TASK STATEMENT.
Pull out every line below containing the word "crate".

[Data entries]

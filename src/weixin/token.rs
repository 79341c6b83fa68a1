//! Access-token cache.
//!
//! Holds at most one [`Credential`]. A token is served from the cache while
//! it is outside the safety margin of its expiry; otherwise a new one is
//! fetched from `/cgi-bin/token`. Concurrent refreshes may both hit the
//! platform; the credential record is swapped whole under the write lock, so
//! the last writer wins and readers never see a partial record.

use serde::Deserialize;
use tokio::sync::RwLock;
use tracing::{debug, info, warn};
use zeroize::Zeroizing;

use super::client::PlatformClient;
use crate::config::Config;
use crate::errors::PublishError;
use crate::models::Credential;

/// Token lifetime assumed when the platform omits `expires_in`.
const DEFAULT_EXPIRES_IN: u64 = 7200;

#[derive(Debug, Deserialize)]
struct TokenReply {
    #[serde(default)]
    access_token: Option<String>,
    #[serde(default)]
    expires_in: Option<u64>,
}

pub struct CredentialCache {
    client: PlatformClient,
    app_id: Option<String>,
    app_secret: Option<Zeroizing<String>>,
    current: RwLock<Option<Credential>>,
}

impl CredentialCache {
    pub fn new(client: PlatformClient, app_id: Option<String>, app_secret: Option<String>) -> Self {
        Self {
            client,
            app_id: app_id.filter(|v| !v.trim().is_empty()),
            app_secret: app_secret
                .filter(|v| !v.trim().is_empty())
                .map(Zeroizing::new),
            current: RwLock::new(None),
        }
    }

    pub fn from_config(client: PlatformClient, config: &Config) -> Self {
        Self::new(client, config.app_id.clone(), config.app_secret.clone())
    }

    /// Checks that both halves of the app identity are configured.
    pub fn identity(&self) -> Result<(&str, &str), PublishError> {
        match (self.app_id.as_deref(), self.app_secret.as_deref()) {
            (Some(id), Some(secret)) => Ok((id, secret.as_str())),
            _ => Err(PublishError::configuration(
                "Weixin configuration incomplete: set both WEIXIN_APP_ID and WEIXIN_APP_SECRET",
            )),
        }
    }

    /// Returns a usable access token, refreshing it when needed.
    pub async fn get_token(&self) -> Result<String, PublishError> {
        if let Some(cred) = self.current.read().await.as_ref() {
            if cred.is_usable() {
                return Ok(cred.token().to_string());
            }
            debug!(expires_at = %cred.expires_at(), "cached access token is near expiry");
        }

        let cred = self.refresh().await?;
        Ok(cred.token().to_string())
    }

    /// Fetches a fresh token unconditionally and caches it.
    pub async fn refresh(&self) -> Result<Credential, PublishError> {
        let (app_id, app_secret) = self.identity()?;

        let reply: TokenReply = self
            .client
            .get(
                "/cgi-bin/token",
                &[
                    ("grant_type", "client_credential"),
                    ("appid", app_id),
                    ("secret", app_secret),
                ],
            )
            .await
            .map_err(|e| {
                warn!(error = %e, "access token request failed");
                e.into_auth_error()
            })?;

        let token = match reply.access_token {
            Some(t) if !t.is_empty() => t,
            _ => {
                warn!("token endpoint replied without an access_token");
                return Err(PublishError::authentication(
                    "token endpoint replied without an access_token",
                ));
            }
        };

        let cred = Credential::new(token, reply.expires_in.unwrap_or(DEFAULT_EXPIRES_IN));
        info!(
            expires_in = cred.expires_in(),
            expires_at = %cred.expires_at(),
            "refreshed platform access token"
        );

        *self.current.write().await = Some(cred.clone());
        Ok(cred)
    }

    /// Replaces the cached credential.
    pub async fn store(&self, cred: Credential) {
        *self.current.write().await = Some(cred);
    }

    pub async fn current(&self) -> Option<Credential> {
        self.current.read().await.clone()
    }
}

#[cfg(test)]
mod tests {
    use super::*;

    fn client() -> PlatformClient {
        // Nothing listens here; any network attempt fails fast.
        PlatformClient::new("http://127.0.0.1:9").unwrap()
    }

    #[tokio::test]
    async fn test_missing_identity_fails_before_network() {
        let cache = CredentialCache::new(client(), Some("wx123".into()), None);
        let err = cache.get_token().await.unwrap_err();
        assert_eq!(err.kind(), crate::errors::ErrorKind::Configuration);
    }

    #[tokio::test]
    async fn test_blank_identity_counts_as_missing() {
        let cache = CredentialCache::new(client(), Some("  ".into()), Some("secret".into()));
        assert!(cache.identity().is_err());
    }

    #[tokio::test]
    async fn test_usable_cached_token_served_without_identity_check() {
        let cache = CredentialCache::new(client(), None, None);
        cache.store(Credential::new("cached", 7200)).await;
        assert_eq!(cache.get_token().await.unwrap(), "cached");
    }

    #[tokio::test]
    async fn test_transport_failure_is_authentication_error() {
        let cache = CredentialCache::new(client(), Some("wx".into()), Some("secret".into()));
        let err = cache.get_token().await.unwrap_err();
        assert_eq!(err.kind(), crate::errors::ErrorKind::Authentication);
        assert!(!err.detail().contains("secret="));
    }
}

SOLUTION TO THIS TASK.
use crate::config::Config;
use crate::errors::PublishError;
use crate::models::Credential;
        assert_eq!(err.kind(), crate::errors::ErrorKind::Configuration);
        assert_eq!(err.kind(), crate::errors::ErrorKind::Authentication);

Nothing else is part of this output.